STOP PRESS:I posted some of these photos on the MAKE Flickr pool and they blogged it!


Hardware
I bought a cheap JuiceBox on eBay with the intention of putting it in a frame and getting it to display a slideshow. I always forget to take a photo before I take something like this apart, so here's one I found on the web.

The JuiceBox is designed for kids, it takes special cartridges with things like TV cartoon shows and music videos. With an additional "Media" kit and adapter, it will display images stored on a Secure Digital (SD) card. I disassembled mine and took it out of its plastic case. I also took the plastic case off the SD adaptor. The card sticks out the side quite a long way so I had to find a fairly large picture frame which could accomodate it (with room to remove and insert cards) and deep enough to contain the circuit board and LCD. I used small push-buttons to replace the original ones (Fast Forward, Play etc).

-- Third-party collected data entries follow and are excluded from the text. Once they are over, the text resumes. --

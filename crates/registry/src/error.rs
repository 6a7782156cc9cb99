//! Error types for registry operations
//!
//! Insert-path failures come in two families:
//! - [`RegistryError`]: the registry refused the insert (duplicate name,
//!   invalid name, identifier collision, subtype mismatch)
//! - [`EmplaceError::Construction`]: the caller's constructor failed; its
//!   error is carried unchanged
//!
//! Every failure leaves the registry exactly as it was before the call.
//! Lookups never fail; they return `None`/`false` on a miss.

use lodestone_core::Identifier;
use std::convert::Infallible;
use thiserror::Error;

/// Result type alias for registry operations
pub type RegistryResult<T> = std::result::Result<T, RegistryError>;

/// Reasons a registry refused an insert
#[derive(Debug, Clone, PartialEq, Eq, Error)]
pub enum RegistryError {
    /// Name is already mapped to an entry
    #[error("Name '{0}' already exists")]
    DuplicateName(String),

    /// Name exceeds the configured maximum length
    #[error("Name too long: {length} bytes (max {max})")]
    NameTooLong {
        /// Length of the rejected name in bytes
        length: usize,
        /// Configured maximum
        max: usize,
    },

    /// Freshly minted identifier is already present in the value index
    #[error("Identifier {0} already present in registry")]
    IdentifierCollision(Identifier),

    /// Polymorphic emplace produced a handle to a different concrete type
    #[error("Stored handle is not a {expected}")]
    SubtypeMismatch {
        /// Type name the caller asked for
        expected: &'static str,
    },
}

/// Failure of an in-place construction
#[derive(Debug, Error)]
pub enum EmplaceError<E> {
    /// The registry refused the insert; the constructor may not have run
    #[error(transparent)]
    Registry(#[from] RegistryError),

    /// The constructor failed
    #[error("Value construction failed: {0}")]
    Construction(E),
}

impl<E> EmplaceError<E> {
    /// Check whether the name was already taken
    pub fn is_duplicate_name(&self) -> bool {
        matches!(self, EmplaceError::Registry(RegistryError::DuplicateName(_)))
    }

    /// Recover the constructor's error, if that is what failed
    pub fn into_construction(self) -> Option<E> {
        match self {
            EmplaceError::Construction(err) => Some(err),
            EmplaceError::Registry(_) => None,
        }
    }
}

impl EmplaceError<Infallible> {
    /// Narrow an infallible-construction failure to the registry error
    pub fn into_registry_error(self) -> RegistryError {
        match self {
            EmplaceError::Registry(err) => err,
            EmplaceError::Construction(never) => match never {},
        }
    }
}
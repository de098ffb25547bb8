//! Once-daily notifications: morning greeting and evening planning prompt.

use super::{Engine, SweepCounters};
use chrono::{DateTime, Utc};
use minder_core::{
    error::MinderError,
    localtime,
    message::{GenKind, GenRequest},
};
use serde::Serialize;
use tracing::warn;

#[derive(Debug, Default, Serialize)]
pub struct NotifyReport {
    #[serde(flatten)]
    pub counters: SweepCounters,
    pub notifications_sent: u64,
}

impl Engine {
    /// Morning greeting, once per user-day after the greeting minute.
    pub async fn run_morning(&self, now: DateTime<Utc>) -> Result<NotifyReport, MinderError> {
        self.run_notification(
            now,
            GenKind::MorningGreeting,
            "morning_greeting",
            self.config.greeting_minute,
            "Good morning! What are you planning to get done today?",
        )
        .await
    }

    /// Evening planning prompt, once per user-day after the planning minute.
    pub async fn run_evening(&self, now: DateTime<Utc>) -> Result<NotifyReport, MinderError> {
        self.run_notification(
            now,
            GenKind::EveningPlanning,
            "evening_planning",
            self.config.planning_minute,
            "Evening check-in: take a minute to plan tomorrow's tasks.",
        )
        .await
    }

    /// The trigger cadence does not matter: the local-minute threshold keeps
    /// the message after the right hour and the event claim keeps it to one
    /// per day, so a cron firing every five minutes is as safe as one firing
    /// exactly on time.
    async fn run_notification(
        &self,
        now: DateTime<Utc>,
        kind: GenKind,
        event_type: &str,
        threshold_minute: u32,
        fallback: &str,
    ) -> Result<NotifyReport, MinderError> {
        let mut report = NotifyReport::default();

        for user in self.store.all_users().await? {
            report.counters.users_processed += 1;

            let stamp = localtime::resolve(now, user.utc_offset_min);
            if stamp.minutes < threshold_minute {
                continue;
            }
            let today = stamp.date_key();

            let sent = async {
                if !self
                    .store
                    .claim_daily_event(&user.chat_id, event_type, &today)
                    .await?
                {
                    return Ok::<bool, MinderError>(false);
                }
                let (planned, completed) = self.store.day_counts(&user.chat_id, &today).await?;
                let context = format!(
                    "The user has {planned} task(s) planned today, {completed} already done."
                );
                let text = self
                    .metered_text(
                        &user.chat_id,
                        &today,
                        GenRequest::new(kind, context),
                        fallback.to_string(),
                    )
                    .await?;
                self.deliver(&user.chat_id, &text).await;
                Ok(true)
            }
            .await;

            match sent {
                Ok(true) => report.notifications_sent += 1,
                Ok(false) => {}
                Err(e) => {
                    warn!("{event_type} for {} failed: {e}", user.chat_id);
                    report.counters.errors += 1;
                }
            }
        }

        Ok(report)
    }
}
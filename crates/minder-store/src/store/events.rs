//! Once-per-day idempotency records.

use super::Store;
use minder_core::error::MinderError;

impl Store {
    /// Atomically claim a once-per-day event for a user.
    ///
    /// Returns `true` exactly once per (user, event type, local date); any
    /// later claim — a retried trigger, an overlapping replica — gets `false`.
    pub async fn claim_daily_event(
        &self,
        chat_id: &str,
        event_type: &str,
        local_date: &str,
    ) -> Result<bool, MinderError> {
        let result = sqlx::query(
            "INSERT OR IGNORE INTO user_events (chat_id, event_type, local_date) VALUES (?, ?, ?)",
        )
        .bind(chat_id)
        .bind(event_type)
        .bind(local_date)
        .execute(&self.pool)
        .await
        .map_err(|e| MinderError::Store(format!("claim event failed: {e}")))?;
        Ok(result.rows_affected() > 0)
    }
}
//! Inbound operations: the minimal text command surface the engine needs.
//!
//! Every malformed input turns into a plain rejection message back to the
//! user; only store failures surface as errors.

use super::{format_minute, Engine};
use chrono::{DateTime, Utc};
use minder_core::{
    error::MinderError,
    localtime::{self, LocalStamp},
    message::{GenKind, GenRequest},
};
use tracing::{info, warn};

const HELP_TEXT: &str = "I understand:\n\
    tz +HH:MM - set your timezone offset\n\
    plan HH:MM <task> - plan a task for today\n\
    doing <text> - tell me what you're doing\n\
    list - show today's tasks\n\
    stuck <text> - get help with a task you're stuck on";

impl Engine {
    /// Handle one inbound text message and reply through the channel.
    ///
    /// A first message from an unknown chat creates the user row. Returns
    /// the reply text so the trigger surface can echo it.
    pub async fn handle_inbound(
        &self,
        chat_id: &str,
        text: &str,
        now: DateTime<Utc>,
    ) -> Result<String, MinderError> {
        self.store.ensure_user(chat_id).await?;
        let user = self
            .store
            .get_user(chat_id)
            .await?
            .ok_or_else(|| MinderError::Store(format!("user {chat_id} missing after ensure")))?;
        let stamp = localtime::resolve(now, user.utc_offset_min);

        let trimmed = text.trim();
        let (command, rest) = match trimmed.split_once(char::is_whitespace) {
            Some((c, r)) => (c, r.trim()),
            None => (trimmed, ""),
        };

        let reply = match command.to_lowercase().as_str() {
            "tz" => self.cmd_tz(chat_id, rest).await?,
            "plan" => self.cmd_plan(chat_id, &stamp, rest).await?,
            "doing" => self.cmd_doing(chat_id, &stamp, rest).await?,
            "list" => self.cmd_list(chat_id, &stamp).await?,
            "stuck" => self.cmd_stuck(chat_id, &stamp, rest).await?,
            _ => HELP_TEXT.to_string(),
        };

        if let Err(e) = self.channel.send(chat_id, &reply).await {
            warn!("inbound reply to {chat_id} failed: {e}");
        }
        Ok(reply)
    }

    async fn cmd_tz(&self, chat_id: &str, rest: &str) -> Result<String, MinderError> {
        let Some(offset) = parse_offset(rest) else {
            return Ok("I couldn't read that offset. Try something like: tz +05:30".to_string());
        };
        if !localtime::offset_in_range(offset) {
            return Ok("That offset is outside the supported range (-12:00 to +14:00).".to_string());
        }
        self.store.set_utc_offset(chat_id, offset).await?;
        info!("{chat_id} set offset to {offset} minutes");
        Ok(format!(
            "Timezone set: UTC{}{}.",
            if offset < 0 { "-" } else { "+" },
            format_minute(offset.abs() as i64)
        ))
    }

    async fn cmd_plan(
        &self,
        chat_id: &str,
        stamp: &LocalStamp,
        rest: &str,
    ) -> Result<String, MinderError> {
        let parsed = rest
            .split_once(char::is_whitespace)
            .map(|(time, name)| (parse_clock(time), name.trim()));
        let Some((Some(minutes), name)) = parsed else {
            return Ok("I couldn't read that. Try: plan 09:00 Study Go".to_string());
        };
        if name.is_empty() {
            return Ok("The task needs a name. Try: plan 09:00 Study Go".to_string());
        }
        self.store
            .create_task(chat_id, &stamp.date_key(), minutes, name)
            .await?;
        Ok(format!(
            "Planned for {}: {name}. I'll remind you.",
            format_minute(minutes as i64)
        ))
    }

    async fn cmd_doing(
        &self,
        chat_id: &str,
        stamp: &LocalStamp,
        rest: &str,
    ) -> Result<String, MinderError> {
        if rest.is_empty() {
            return Ok("Tell me what you're doing, like: doing writing the report".to_string());
        }
        match self
            .store
            .record_response(chat_id, &stamp.date_key(), rest)
            .await?
        {
            Some(name) => Ok(format!("Noted for '{name}'. I'll check in soon.")),
            None => Ok("No reminded task is waiting for a reply right now.".to_string()),
        }
    }

    async fn cmd_list(&self, chat_id: &str, stamp: &LocalStamp) -> Result<String, MinderError> {
        let tasks = self
            .store
            .tasks_for_date(chat_id, &stamp.date_key())
            .await?;
        if tasks.is_empty() {
            return Ok("Nothing planned for today yet. Add one with: plan 09:00 Study Go".to_string());
        }
        let mut lines = vec!["Today's plan:".to_string()];
        for task in tasks {
            let status = if task.praised {
                "done"
            } else if task.scolded {
                "missed"
            } else if task.reminder_sent {
                "reminded"
            } else {
                "planned"
            };
            lines.push(format!(
                "{} {} [{status}]",
                format_minute(task.time_minutes),
                task.name
            ));
        }
        Ok(lines.join("\n"))
    }

    async fn cmd_stuck(
        &self,
        chat_id: &str,
        stamp: &LocalStamp,
        rest: &str,
    ) -> Result<String, MinderError> {
        if rest.is_empty() {
            return Ok("What are you stuck on? Try: stuck can't start the report".to_string());
        }
        let today = stamp.date_key();
        if !self
            .store
            .reserve_help_call(chat_id, &today, self.config.help_daily_limit)
            .await?
        {
            return Ok("You've used today's help budget. Pick the smallest next step and just start it.".to_string());
        }
        let request = GenRequest::new(GenKind::StuckHelp, format!("The user is stuck on: {rest}"));
        match self.provider.generate(&request).await {
            Ok(text) => Ok(text),
            Err(e) => {
                warn!("stuck help generation for {chat_id} failed: {e}");
                self.store.rollback_help_call(chat_id).await?;
                Ok("Can't reach the helper right now. Try shrinking the task to a two-minute first step.".to_string())
            }
        }
    }
}

/// Parse a UTC offset: `+05:30`, `-03:00`, or raw minutes like `120`.
fn parse_offset(s: &str) -> Option<i32> {
    if s.is_empty() {
        return None;
    }
    if let Ok(minutes) = s.parse::<i32>() {
        return Some(minutes);
    }
    let (sign, rest) = match s.strip_prefix('-') {
        Some(r) => (-1, r),
        None => (1, s.strip_prefix('+').unwrap_or(s)),
    };
    let (h, m) = rest.split_once(':')?;
    let h: i32 = h.parse().ok()?;
    let m: i32 = m.parse().ok()?;
    if m >= 60 {
        return None;
    }
    Some(sign * (h * 60 + m))
}

/// Parse `HH:MM` into minutes since midnight.
fn parse_clock(s: &str) -> Option<u32> {
    let (h, m) = s.split_once(':')?;
    let h: u32 = h.parse().ok()?;
    let m: u32 = m.parse().ok()?;
    if h >= 24 || m >= 60 {
        return None;
    }
    Some(h * 60 + m)
}
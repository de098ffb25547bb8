//! Daily rollover: archive-in-place reset of past days' task lifecycle.

use super::{Engine, SweepCounters};
use chrono::{DateTime, Utc};
use minder_core::{error::MinderError, localtime};
use serde::Serialize;
use tracing::{info, warn};

#[derive(Debug, Default, Serialize)]
pub struct RolloverReport {
    #[serde(flatten)]
    pub counters: SweepCounters,
    pub tasks_reset: u64,
}

impl Engine {
    /// Reset lifecycle fields on every task dated strictly before each
    /// user's current local date. Safe at any cadence.
    pub async fn run_rollover(&self, now: DateTime<Utc>) -> Result<RolloverReport, MinderError> {
        let mut report = RolloverReport::default();

        for user in self.store.all_users().await? {
            report.counters.users_processed += 1;

            let stamp = localtime::resolve(now, user.utc_offset_min);
            match self
                .store
                .rollover_before(&user.chat_id, &stamp.date_key())
                .await
            {
                Ok(reset) => {
                    if reset > 0 {
                        info!("rolled over {reset} task(s) for {}", user.chat_id);
                    }
                    report.tasks_reset += reset;
                }
                Err(e) => {
                    warn!("rollover for {} failed: {e}", user.chat_id);
                    report.counters.errors += 1;
                }
            }
        }

        Ok(report)
    }
}
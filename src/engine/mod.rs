//! The sweep engine.
//!
//! Every durable transition behind the trigger API lives here. Sweeps are
//! re-entrant: any trigger may fire early, late, twice, or concurrently with
//! another replica, and the store's conditional statements guarantee each
//! effect happens at most once per task per day.

mod feedback;
mod inbound;
mod notify;
mod reminder;
mod rollover;
mod summary;


use minder_core::{
    config::EngineConfig,
    error::MinderError,
    message::GenRequest,
    traits::{Channel, Provider},
};
use minder_store::Store;
use serde::Serialize;
use std::sync::Arc;
use tracing::warn;

pub use feedback::FeedbackReport;
pub use notify::NotifyReport;
pub use reminder::ReminderReport;
pub use rollover::RolloverReport;
pub use summary::SummaryReport;

/// Shared state for all sweeps and inbound handling.
pub struct Engine {
    store: Store,
    provider: Arc<dyn Provider>,
    channel: Arc<dyn Channel>,
    config: EngineConfig,
}

impl Engine {
    pub fn new(
        store: Store,
        provider: Arc<dyn Provider>,
        channel: Arc<dyn Channel>,
        config: EngineConfig,
    ) -> Self {
        Self {
            store,
            provider,
            channel,
            config,
        }
    }

    pub fn store(&self) -> &Store {
        &self.store
    }

    /// Reserve main-budget quota, generate, and fall back to canned text.
    ///
    /// Quota exhaustion and generation failure both degrade to `fallback`;
    /// a failed generation releases its reservation first.
    async fn metered_text(
        &self,
        chat_id: &str,
        local_date: &str,
        request: GenRequest,
        fallback: String,
    ) -> Result<String, MinderError> {
        if !self
            .store
            .reserve_ai_call(chat_id, local_date, self.config.ai_daily_limit)
            .await?
        {
            return Ok(fallback);
        }
        match self.provider.generate(&request).await {
            Ok(text) => Ok(text),
            Err(e) => {
                warn!(
                    "generation ({}) for {chat_id} failed: {e}",
                    request.kind.as_str()
                );
                self.store.rollback_ai_call(chat_id).await?;
                Ok(fallback)
            }
        }
    }

    /// Fire-and-forget delivery; failures are logged, never propagated.
    async fn deliver(&self, chat_id: &str, text: &str) -> bool {
        match self.channel.send(chat_id, text).await {
            Ok(()) => true,
            Err(e) => {
                warn!("delivery to {chat_id} via {} failed: {e}", self.channel.name());
                false
            }
        }
    }
}

/// Render minutes-of-day as `HH:MM`.
pub(crate) fn format_minute(minutes: i64) -> String {
    format!("{:02}:{:02}", minutes / 60, minutes % 60)
}

/// Rollup counters common to every trigger response.
#[derive(Debug, Default, Clone, Serialize)]
pub struct SweepCounters {
    pub users_processed: u64,
    pub errors: u64,
}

I got a RadioShack project box and drilled holes in it to accept the switches and an on/off toggle switch
Circuit board with replacement switches (note the SD card on the adapter card), switch plate
I drilled equivalent holes in the picture frame (a "shadow box") and bought a standard double mat.
Picture frame with math and holes for switches
I cut out a segment of the interior frame to accept the switches and wires and screwed in a terminal strip to hook up the power. I bought a small power supply, also on eBay, so I could plug the whole thing in and not worry about batteries.
Inner frame with junction block and gap for switches
I had a mat cut professionally with a small window for the LCD. I glued the front half of the JuiceBox's case onto it so I could screw the LCD and circuit board securely in place.
Original case (slightly Dremeled) glued to new mat
The three mats meant I had to doctor the frame's back plate a bit, I stripped off the thick foam layer (leaving just heavy card) and added an extra sheet of card. I nipped the bottom corners of both pieces of card to allow the power cord out.
Fully assembled: the mats, inner frame and power cord
The final result:
It works!
I wrote some PostScript to create a nice little legend for the switches (Note that in the first image above the third button is "Pause" but on my unit it was an asterisk symbol, I used a circle for simplicity)
The switch legend
The switches are important because the slideshow doesn't start automatically, you need to press Play.
The switch legend
At the moment the frame is nestled in a bookcase, but I might hang it on a wall
Mandelbrot in the bookcase

In the bookcase

Software
The JuiceBox reads its own file format (.JBP, basically a bitmap with 12 bits per pixel, 240x160 pixels, 57,600 bytes). I'd hoped to load up a SD card with a random collection of photos, perhaps mixed in with other things. The Media kit comes with a program which converts JPG files into JBP's and puts them on the SD card. I wrote a small command-line program which read the header of a JPG file and let me filter out files which aren't "Landscape" orientation (because "Portrait" images would be shrunk even further to fit the LCD). I also wrote a program to randomly rename a group of files (the slideshow plays in a fixed order). I wrote another program to automatically create JBP files of random Mondrian-like images, views onto the Mandelbrot set, 1D Cellular Automaton simulations, random quotations etc, etc
Things to put in the slideshow
Unfortunately, even though the JuiceBox can accept SD cards up to 512MB, the card must be formatted as FAT16 and the image files must be in the root directory. I think there's some internal memory limit, perhaps a buffer used to build the list of files found, which if exceeded means no images play. I originally created and loaded files with names like TEST0001.JBP and found I could have at most 226 images. That sucks just a little. I found that by munging the file names to be one- and two-character names I could fit 283 files on the card. That seems to be the maximum. At the moment my JuiceBox is just showing random Mandelbrot views. It does pretty well with photos, considering the LCD size and colour depth. Images do have a slight blueish tinge.
Overall thought, I'm very happy with the way this project turned out.